Donald Trump promoted his economic plans during a campaign appearance. If he wins the election, he wants to ensure that the USA takes jobs away from Germany.

Donald Trump’s economic plans are likely to cause unrest in Berlin: “I want German car companies to become American car companies,” the Republican said on Tuesday at a campaign event in the hotly contested US state of Georgia. “I want them to build their factories here.”

But it’s not just German carmakers that are in focus: “The centerpiece of my economic plan is a manufacturing renaissance,” the Republican told his cheering supporters in Savannah, home to one of the country’s largest ports. “You’re going to see a mass exodus of manufacturing from China to Pennsylvania, from Korea to North Carolina, from Germany to here in Georgia,” Trump said.

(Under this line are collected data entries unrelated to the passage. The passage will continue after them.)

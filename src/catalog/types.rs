//! Bet-type tags as they appear on the wire.

use std::convert::Infallible;
use std::fmt;
use std::str::FromStr;

use serde::{Deserialize, Serialize};
use strum::{AsRefStr, Display, EnumIter, EnumString, IntoStaticStr};

/// Every bet type the catalog knows how to resolve.
///
/// The string form is the short market code stored on each bet
/// (`"ms"`, `"tg_ust"`, ...).
#[derive(
    Debug,
    Clone,
    Copy,
    PartialEq,
    Eq,
    Hash,
    PartialOrd,
    Ord,
    Serialize,
    Deserialize,
    Display,
    EnumString,
    EnumIter,
    AsRefStr,
    IntoStaticStr,
)]
#[serde(into = "&'static str", try_from = "String")]
pub enum BetType {
    /// Full-time result (1/X/2).
    #[strum(serialize = "ms")]
    MatchResult,
    /// First-half result (1/X/2).
    #[strum(serialize = "iy_ms")]
    HalfTimeResult,
    /// Double chance (1X/12/X2).
    #[strum(serialize = "cs")]
    DoubleChance,
    /// Full-time result after a home handicap.
    #[strum(serialize = "hms")]
    HandicapResult,
    /// Total goals over a line.
    #[strum(serialize = "tg_ust")]
    TotalOver,
    /// Total goals under a line.
    #[strum(serialize = "tg_alt")]
    TotalUnder,
    /// First-half goals over a line.
    #[strum(serialize = "iy_ust")]
    FirstHalfOver,
    /// First-half goals under a line.
    #[strum(serialize = "iy_alt")]
    FirstHalfUnder,
    /// Second-half goals over a line.
    #[strum(serialize = "2y_ust")]
    SecondHalfOver,
    /// Second-half goals under a line.
    #[strum(serialize = "2y_alt")]
    SecondHalfUnder,
    /// Both teams score.
    #[strum(serialize = "kg_var")]
    BothScore,
    /// At least one team fails to score.
    #[strum(serialize = "kg_yok")]
    BothScoreNo,
    /// Both teams score in the first half.
    #[strum(serialize = "iy_kg_var")]
    FirstHalfBothScore,
    /// At least one team fails to score in the first half.
    #[strum(serialize = "iy_kg_yok")]
    FirstHalfBothScoreNo,
    /// Home team scores.
    #[strum(serialize = "ev_gol_var")]
    HomeScores,
    /// Home team fails to score.
    #[strum(serialize = "ev_gol_yok")]
    HomeScoresNo,
    /// Away team scores.
    #[strum(serialize = "dep_gol_var")]
    AwayScores,
    /// Away team fails to score.
    #[strum(serialize = "dep_gol_yok")]
    AwayScoresNo,
    /// Home goals over a line.
    #[strum(serialize = "ev_tg_ust")]
    HomeOver,
    /// Home goals under a line.
    #[strum(serialize = "ev_tg_alt")]
    HomeUnder,
    /// Away goals over a line.
    #[strum(serialize = "dep_tg_ust")]
    AwayOver,
    /// Away goals under a line.
    #[strum(serialize = "dep_tg_alt")]
    AwayUnder,
    /// Half-time / full-time double result ("1/X").
    #[strum(serialize = "iy_ms_combined")]
    HalfTimeFullTime,
    /// Odd or even total goals.
    #[strum(serialize = "tek_cift")]
    OddEven,
}

impl BetType {
    /// Short market code, e.g. `"kg_var"`.
    pub fn code(&self) -> &'static str {
        (*self).into()
    }
}

impl TryFrom<String> for BetType {
    type Error = strum::ParseError;

    fn try_from(value: String) -> Result<Self, Self::Error> {
        value.parse()
    }
}

/// Bet-type tag stored on a bet.
///
/// Tags the catalog does not recognise are kept verbatim so that bets
/// written by a newer catalog survive a round trip and resolve as pending.
#[derive(Debug, Clone, PartialEq, Eq, Hash, Serialize, Deserialize)]
#[serde(from = "String", into = "String")]
pub enum BetTag {
    /// A catalog bet type.
    Known(BetType),
    /// Any other tag.
    Unknown(String),
}

impl BetTag {
    /// The raw tag string.
    pub fn as_str(&self) -> &str {
        match self {
            BetTag::Known(bet_type) => bet_type.code(),
            BetTag::Unknown(raw) => raw,
        }
    }

    /// The catalog bet type, if recognised.
    pub fn known(&self) -> Option<BetType> {
        match self {
            BetTag::Known(bet_type) => Some(*bet_type),
            BetTag::Unknown(_) => None,
        }
    }
}

impl From<BetType> for BetTag {
    fn from(bet_type: BetType) -> Self {
        BetTag::Known(bet_type)
    }
}

impl From<String> for BetTag {
    fn from(raw: String) -> Self {
        match raw.parse::<BetType>() {
            Ok(bet_type) => BetTag::Known(bet_type),
            Err(_) => BetTag::Unknown(raw),
        }
    }
}

impl From<&str> for BetTag {
    fn from(raw: &str) -> Self {
        BetTag::from(raw.to_string())
    }
}

impl From<BetTag> for String {
    fn from(tag: BetTag) -> Self {
        match tag {
            BetTag::Known(bet_type) => bet_type.code().to_string(),
            BetTag::Unknown(raw) => raw,
        }
    }
}

impl FromStr for BetTag {
    type Err = Infallible;

    fn from_str(s: &str) -> Result<Self, Self::Err> {
        Ok(BetTag::from(s))
    }
}

impl fmt::Display for BetTag {
    fn fmt(&self, f: &mut fmt::Formatter<'_>) -> fmt::Result {
        f.write_str(self.as_str())
    }
}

An industry ambassador will convince foreign companies of the plans – with “lowest taxes, lowest energy costs and lowest regulatory burden” for companies that manufacture products in the USA.

At the same time, Trump again threatened companies that want to relocate their production to Mexico, for example, with high import tariffs of up to 100 percent. German car manufacturers have been producing in the USA for decades: BMW in South Carolina, Mercedes in Alabama and VW in Tennessee.

Trump has placed tariffs and tax cuts at the heart of his economic program during the election campaign. He is in a close race with Democratic Vice President Kamala Harris ahead of the November 5 election. She is expected to present her own economic program in Pennsylvania on Wednesday.

Here you can read an overview of the former president’s proposals so far:

During his appearance, Trump also repeated his false claim that Germany had once again started building coal-fired power plants after a failed exit from fossil fuels. “Germany tried, but then they replaced Angela with someone else, and that other person is now building a coal-fired power plant in Germany every week,” Trump said, referring to former Chancellor Angela Merkel (CDU) and her successor Olaf Scholz (SPD).

Trump had already made this claim during the TV debate against his Democratic opponent Kamala Harris a few weeks ago. The Foreign Office responded to X: “Whether you like it or not: The German energy system is fully functional, with more than 50 percent renewables.” Coal and nuclear power plants are not being built, but rather shut down. “By 2038 at the latest, coal will be off the grid.”

Unfortunately, the Foreign Ministry’s statement was not entirely correct either, which is why the Ministry of Economic Affairs sent a thinly veiled correction in German: “Germany gets well over 50 percent of its electricity from renewable sources such as wind and solar and burns less coal than it has since the 1960s.”